Campus police chief Foster doesn’t know pot (OP/ED)

March 09, 2004

Ed Rosenthal, The Lumberjack

It was unfair to HSU’s police chief Robert Foster to ask him to comment on either the law or society’s relationship to marijuana. [Times Standard 2/19] His remarks showed how ill equipped he is to make any comments regarding the prohibition issue. First, he has been mis-educated by his police peers and has no other experience with the sociology of drug use.
(Check out The CA Narcotics Police Officers Assn. Web site –Our Policies.) More importantly, his attitudes, typical of many law enforcement personnel, are colored by his fear that medical marijuana opens the gate to legalization of all marijuana. Members of the criminal justice system are opposed to medical marijuana because they figure it is the gateway to unemployment for the prohibition industry. Foster’s failure to acknowledge his self-interest in maintaining the drug laws is very telling.

From his very first statement Foster shows his ignorance. There is no indication that U.S. residents use more drugs than residents of other industrial societies, or for that matter, less developed societies. This statement, which is patently false, was meant to upset the reader. The article is composed with a very radical disingenuous attitude towards drug use. If Foster is concerned with health and saving lives he would be spending more energy discouraging tobacco and alcohol use, rather than concentrating his efforts on marijuana. The government’s own DAWN reports, which have been reporting drug statistics for over 35 years, have never noted a death from use of marijuana.

The long-term effects Foster describes, lung cancer, memory loss, lowered resistance to infections and disrupted reproductive systems are proof that marijuana causes hysteria in people opposed to legalization. The government has been trying to prove that marijuana is harmful for 20 years. Instead the studies show that it is very safe, has many medicinal uses and often leads to a better quality of life.

The main danger that marijuana poses to the overwhelming number of users the chief points out, is its illegality. In other words, he’s getting paid to try to bust you if you have even a passing acquaintance with marijuana. Even though he knows an arrest could ruin your life, he’s sorry, it’s all in a night’s work.

The chief’s article was the ultimate act of the tail wagging the dog. The university is home to professors who have studied the issue, thought about it and have some real insights about drug use and harm reduction. Rather than seeking an opinion from someone who knows something about the subject, the chief was called. It’s apparent he did not consult them before he wrote his piece.

Foster’s only real expertise and training regarding drugs is how to recognize controlled substances, to arrest the owners, buyers and sellers, and how to testify in court. That’s fine – he’s supposed to enforce the law. But he steps beyond his knowledge when he suggests himself as an expert on policy. Foster probably knows less about drugs and drug use than the average Humboldt student.

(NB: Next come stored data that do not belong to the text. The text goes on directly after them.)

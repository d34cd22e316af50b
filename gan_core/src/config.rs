//! Generator configuration: one record for every deployment variant, plus
//! checkpoint discovery.

use std::fmt;
use std::path::{Path, PathBuf};
use std::str::FromStr;

use crate::error::{Result, SynthError};
use crate::latent::LATENT_DIM;

/// Environment variable consulted last when searching for a checkpoint directory.
pub const CHECKPOINT_DIR_ENV: &str = "GAN_CHECKPOINT_DIR";

/// Slice lengths the WaveGAN layout supports.
pub const SUPPORTED_SLICE_LENS: [usize; 3] = [16384, 32768, 65536];

const CHECKPOINT_EXTENSIONS: [&str; 3] = ["safetensors", "pt", "pth"];

#[derive(Debug, Clone, Copy, PartialEq, Eq)]
pub enum DevicePreference {
    /// Accelerator when one is available, otherwise CPU.
    Auto,
    Cpu,
}

#[derive(Debug, Clone, Copy, PartialEq, Eq)]
pub enum Precision {
    Full,
    /// F16 on accelerators (F32 on CPU). Samples are widened to F32 before
    /// leaving the network.
    Half,
}

/// Named deployment presets.
#[derive(Debug, Clone, Copy, PartialEq, Eq, Default)]
pub enum Variant {
    #[default]
    Standard,
    /// Narrow network pinned to the CPU.
    CpuSafe,
    /// Wide network with batchnorm and half precision on GPU.
    FastGpu,
    /// Fixed seed, determinism requested from the backend.
    Deterministic,
    /// 16384-sample output.
    Short,
    Batchnorm,
}

impl Variant {
    pub const ALL: [Variant; 6] = [
        Variant::Standard,
        Variant::CpuSafe,
        Variant::FastGpu,
        Variant::Deterministic,
        Variant::Short,
        Variant::Batchnorm,
    ];

    pub fn name(&self) -> &'static str {
        match self {
            Variant::Standard => "standard",
            Variant::CpuSafe => "cpu_safe",
            Variant::FastGpu => "fast_gpu",
            Variant::Deterministic => "deterministic",
            Variant::Short => "short",
            Variant::Batchnorm => "batchnorm",
        }
    }

    pub fn config(self) -> GeneratorConfig {
        let base = GeneratorConfig {
            variant: self,
            ..GeneratorConfig::default()
        };
        match self {
            Variant::Standard => base,
            Variant::CpuSafe => GeneratorConfig {
                width: 48,
                use_batchnorm: false,
                device: DevicePreference::Cpu,
                ..base
            },
            Variant::FastGpu => GeneratorConfig {
                width: 96,
                use_batchnorm: true,
                precision: Precision::Half,
                ..base
            },
            Variant::Deterministic => GeneratorConfig {
                determinism_seed: Some(42),
                ..base
            },
            Variant::Short => GeneratorConfig {
                slice_len: 16384,
                ..base
            },
            Variant::Batchnorm => GeneratorConfig {
                use_batchnorm: true,
                ..base
            },
        }
    }
}

impl fmt::Display for Variant {
    fn fmt(&self, f: &mut fmt::Formatter<'_>) -> fmt::Result {
        f.write_str(self.name())
    }
}

impl FromStr for Variant {
    type Err = SynthError;

    fn from_str(s: &str) -> Result<Self> {
        let key = s.trim().to_ascii_lowercase().replace('-', "_");
        match key.as_str() {
            "standard" | "base" => Ok(Variant::Standard),
            "cpu_safe" | "cpusafe" | "cpu" => Ok(Variant::CpuSafe),
            "fast_gpu" | "fastgpu" => Ok(Variant::FastGpu),
            "deterministic" => Ok(Variant::Deterministic),
            "short" => Ok(Variant::Short),
            "batchnorm" => Ok(Variant::Batchnorm),
            _ => Err(SynthError::InvalidInput(format!(
                "unknown generator variant '{s}'. Expected one of: {}",
                Variant::ALL.map(|v| v.name()).join(", ")
            ))),
        }
    }
}

/// Everything that distinguishes one generator deployment from another.
#[derive(Debug, Clone, PartialEq, Eq)]
pub struct GeneratorConfig {
    pub variant: Variant,
    /// Base channel width (`dim` in the WaveGAN layout).
    pub width: usize,
    pub kernel_len: usize,
    pub latent_dim: usize,
    pub use_batchnorm: bool,
    pub device: DevicePreference,
    pub precision: Precision,
    /// Seeds the backend RNG and every latent drawn by the service.
    pub determinism_seed: Option<u64>,
    /// Length of the final waveform.
    pub slice_len: usize,
}

impl Default for GeneratorConfig {
    fn default() -> Self {
        Self {
            variant: Variant::Standard,
            width: 64,
            kernel_len: 25,
            latent_dim: LATENT_DIM,
            use_batchnorm: false,
            device: DevicePreference::Auto,
            precision: Precision::Full,
            determinism_seed: None,
            slice_len: 65536,
        }
    }
}

impl GeneratorConfig {
    pub fn output_len(&self) -> usize {
        self.slice_len
    }

    pub fn with_seed(mut self, seed: u64) -> Self {
        self.determinism_seed = Some(seed);
        self
    }

    pub fn with_width(mut self, width: usize) -> Self {
        self.width = width;
        self
    }

    pub fn validate(&self) -> Result<()> {
        if !SUPPORTED_SLICE_LENS.contains(&self.slice_len) {
            return Err(SynthError::InvalidInput(format!(
                "unsupported slice length {} (supported: {:?})",
                self.slice_len, SUPPORTED_SLICE_LENS
            )));
        }
        if self.width == 0 || self.kernel_len < 4 || self.latent_dim == 0 {
            return Err(SynthError::InvalidInput(format!(
                "invalid generator shape: width={}, kernel_len={}, latent_dim={}",
                self.width, self.kernel_len, self.latent_dim
            )));
        }
        Ok(())
    }
}

/// Find a checkpoint relative to the current directory. See [`locate_checkpoint_in`].
pub fn locate_checkpoint(explicit: Option<&Path>, override_dir: Option<&Path>) -> Result<PathBuf> {
    let cwd = std::env::current_dir()
        .map_err(|e| SynthError::ModelLoad(format!("cannot read working directory: {e}")))?;
    let env_dir = std::env::var_os(CHECKPOINT_DIR_ENV).map(PathBuf::from);
    locate_checkpoint_in(&cwd, explicit, override_dir, env_dir.as_deref())
}

/// Resolve the checkpoint file.
///
/// An explicit file wins and must exist. Otherwise the first existing
/// directory among `override_dir`, `<base>/weights/checkpoints`,
/// `<base>/checkpoints` and `env_dir` is searched for the lexically first
/// `.safetensors`, `.pt` or `.pth` file.
pub fn locate_checkpoint_in(
    base: &Path,
    explicit: Option<&Path>,
    override_dir: Option<&Path>,
    env_dir: Option<&Path>,
) -> Result<PathBuf> {
    if let Some(file) = explicit {
        let file = if file.is_absolute() { file.to_path_buf() } else { base.join(file) };
        if file.is_file() {
            return Ok(file);
        }
        return Err(SynthError::ModelLoad(format!(
            "checkpoint file not found: {}",
            file.display()
        )));
    }

    let candidates = [
        override_dir.map(Path::to_path_buf),
        Some(base.join("weights").join("checkpoints")),
        Some(base.join("checkpoints")),
        env_dir.map(Path::to_path_buf),
    ];

    for dir in candidates.into_iter().flatten() {
        if !dir.is_dir() {
            continue;
        }
        if let Some(file) = first_checkpoint_file(&dir)? {
            return Ok(file);
        }
    }

    Err(SynthError::ModelLoad(format!(
        "no checkpoint found. Set GAN_CHECKPOINT or {CHECKPOINT_DIR_ENV}, \
         or place weights under weights/checkpoints"
    )))
}

fn first_checkpoint_file(dir: &Path) -> Result<Option<PathBuf>> {
    let entries = std::fs::read_dir(dir)
        .map_err(|e| SynthError::ModelLoad(format!("cannot read {}: {e}", dir.display())))?;
    let mut files: Vec<PathBuf> = entries
        .filter_map(|entry| entry.ok().map(|e| e.path()))
        .filter(|p| {
            p.is_file()
                && p.extension()
                    .and_then(|e| e.to_str())
                    .map(|e| CHECKPOINT_EXTENSIONS.contains(&e))
                    .unwrap_or(false)
        })
        .collect();
    files.sort();
    Ok(files.into_iter().next())
}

If Foster thinks Prop 215 or SB 420 are ambiguous regarding the legality of medical marijuana he has less of an understanding of these important California laws than the average citizen. It’s truly dangerous to have such an incompetent individual in such a responsible position, where he can affect so many peoples’ lives.

No law should be more harmful to individuals and society than the behavior it’s attempting to regulate. Further, no law should be instituted that will be flouted so widely that it is treated with contempt. From any perspective, criminal, economic, sociological, constitutional, even national security the marijuana laws cause much more harm than the herb. There are 750,000 arrests for marijuana every year, 100,000 people are incarcerated right now, it costs about $30 billion a year to try to enforce. Yet anyone who wants to purchase can find a willing seller. The laws are unenforceable. The tragedy of the human toll is incredible. It’s apparent, especially in Humboldt, that the most harmful aspect of marijuana use is the law. Civilly regulating it is the best harm reduction paradigm for society.